Bio-Inspired Edge Intelligence: Neuromorphic Architectures for Real-Time Biomedical Signal Classification
Keywords:
Neuromorphic Computing, Spiking Neural Networks (SNNs), Edge AI, Biomedical Signal Classification, Low-Power Embedded Systems, Real-Time Health MonitoringAbstract
The trend of the growing need of continuous and real-time monitoring of physiological signals in wearable and implantable biomedical devices has raised a question to the inadequacy of the conventional machine learning models in edge settings. Such conventional methods are usually marred with the complexities of computation requirements, exorbitant power demands and unacceptable delays in inferences when the same is applied in low-power embedded machines. In a bid to overcome these limitations, this paper presents a bio-inspired neuromorphic system to perform real-time classification of biomedical signals with spiking neural networks (SNNs). The presented system draws on this event-driven functionality of biological neurons to use the sparse temporal dynamics of SNNs to achieve ultra-low-power, low latency signal processing at the edge. Its framework comprises a completely integrated neuromorphic signal processing pipeline running on Intel Loihi neuromorphic processor, which enables execution of asynchronous spiking-based computations with on-chip learning. Combining biologically plausible temporal coding schemes, the preprocessed biomedical signals (electroencephalogram (EEG) and electrocardiogram (ECG), in particular) will be converted into spike trains.
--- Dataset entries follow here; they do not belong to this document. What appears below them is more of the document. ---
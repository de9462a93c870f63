//! Procurement endpoints.

use super::args::{DeletePoArgs, body};
use super::{Caller, DELETE_CUSTOM_PO, Envelope, dispatch};
use crate::error::ServiceError;
use crate::procurement::DeletePoResponse;
use crate::state::AppState;
use axum::Json;
use axum::extract::State;
use axum::extract::rejection::JsonRejection;

/// Always answers 200; the outcome is in the body's `status`.
pub async fn delete_custom_po(
    State(state): State<AppState>,
    Caller(caller): Caller,
    payload: Result<Json<DeletePoArgs>, JsonRejection>,
) -> Result<Json<Envelope<DeletePoResponse>>, ServiceError> {
    dispatch(DELETE_CUSTOM_PO, &caller, async {
        let result = match body(payload) {
            Ok(args) => state.procurement.delete_custom_po(&caller, &args.po_id).await,
            Err(e) => Err(e),
        };
        if let Err(e) = &result {
            crate::metrics::record_request_error(DELETE_CUSTOM_PO, e.error_code());
        }
        Ok(DeletePoResponse::from_result(&result))
    })
    .await
}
The system is thoroughly tested on publicly accessible data datasets such as CHB-MIT Scalp EEG and MIT-BIH Arrhythmia databases to perform two major tasks of seizure detection and cardiac arrhythmia classifications. The experimental results exhibit that the neuromorphic architecture could demonstrate the same or better classification performance than the state-of-the-art deep learning architectures like CNN-LSTM, but with much lower power consumption (more than 80% reduction) and inference latency (up to 5X faster). Moreover, the SNN framework is robust to signals variability and adaptation: since unsupervised learning is employed, through spike-timing-dependent plasticity (STDP). Not only does the suggested method aid in the exploration of edge intelligence in the context of biomedical applications, but it also provides a paradigm of scalable real-time energy-aware intelligent biosignal analysis that can be utilised in the next-generation wearable and distance health monitoring systems.